Top of The data

//! Monthly case trends over a trailing window.

use std::collections::BTreeMap;

use chrono::{DateTime, Datelike, Months, Utc};
use serde::{Deserialize, Serialize};

use crate::models::DiseaseCase;

/// One (year, month[, province]) bucket.
#[derive(Debug, Clone, PartialEq, Eq, Serialize, Deserialize)]
pub struct TrendPoint {
    pub year: i32,
    pub month: u32,
    pub province: Option<String>,
    pub count: u64,
    pub outbreaks: u64,
}

impl TrendPoint {
    /// `YYYY-MM`
    pub fn label(&self) -> String {
        format!("{:04}-{:02}", self.year, self.month)
    }
}

/// Scoped dashboard point.
#[derive(Debug, Clone, PartialEq, Eq, Serialize, Deserialize)]
pub struct MonthlyCount {
    pub month: String,
    pub count: u64,
}

impl From<&TrendPoint> for MonthlyCount {
    fn from(point: &TrendPoint) -> Self {
        Self {
            month: point.label(),
            count: point.count,
        }
    }
}

/// National overview point.
#[derive(Debug, Clone, PartialEq, Eq, Serialize, Deserialize)]
pub struct ProvinceTrend {
    pub date: String,
    pub province: String,
    pub diseases: u64,
    pub outbreaks: u64,
}

impl From<&TrendPoint> for ProvinceTrend {
    fn from(point: &TrendPoint) -> Self {
        Self {
            date: point.label(),
            province: point.province.clone().unwrap_or_default(),
            diseases: point.count,
            outbreaks: point.outbreaks,
        }
    }
}

/// Same instant `months` calendar months before `now`.
///
/// Day-of-month is clamped by chrono when the target month is shorter.
pub fn window_start(now: DateTime<Utc>, months: u32) -> DateTime<Utc> {
    now.checked_sub_months(Months::new(months))
        .unwrap_or(DateTime::<Utc>::MIN_UTC)
}

/// Bucket cases reported at or after the window start.
///
/// Output is ascending by (year, month, province) and holds only non-empty
/// buckets.
pub fn build_trend(
    cases: &[DiseaseCase],
    now: DateTime<Utc>,
    months: u32,
    by_province: bool,
) -> Vec<TrendPoint> {
    let start = window_start(now, months);
    let mut buckets: BTreeMap<(i32, u32, Option<String>), (u64, u64)> = BTreeMap::new();

    for case in cases.iter().filter(|c| c.reported_date >= start) {
        let province = by_province.then(|| case.location.province_label());
        let key = (case.reported_date.year(), case.reported_date.month(), province);
        let entry = buckets.entry(key).or_default();
        entry.0 += 1;
        entry.1 += u64::from(case.is_outbreak);
    }

    buckets
        .into_iter()
        .map(|((year, month, province), (count, outbreaks))| TrendPoint {
            year,
            month,
            province,
            count,
            outbreaks,
        })
        .collect()
}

Bottom of The data

Work order —
Quote, with nothing altered, all lines from the start of the entries to the line that carries "pub struct MonthlyCount", inclusive.

Written response —
//! Monthly case trends over a trailing window.

use std::collections::BTreeMap;

use chrono::{DateTime, Datelike, Months, Utc};
use serde::{Deserialize, Serialize};

use crate::models::DiseaseCase;

/// One (year, month[, province]) bucket.
#[derive(Debug, Clone, PartialEq, Eq, Serialize, Deserialize)]
pub struct TrendPoint {
    pub year: i32,
    pub month: u32,
    pub province: Option<String>,
    pub count: u64,
    pub outbreaks: u64,
}

impl TrendPoint {
    /// `YYYY-MM`
    pub fn label(&self) -> String {
        format!("{:04}-{:02}", self.year, self.month)
    }
}

/// Scoped dashboard point.
#[derive(Debug, Clone, PartialEq, Eq, Serialize, Deserialize)]
pub struct MonthlyCount {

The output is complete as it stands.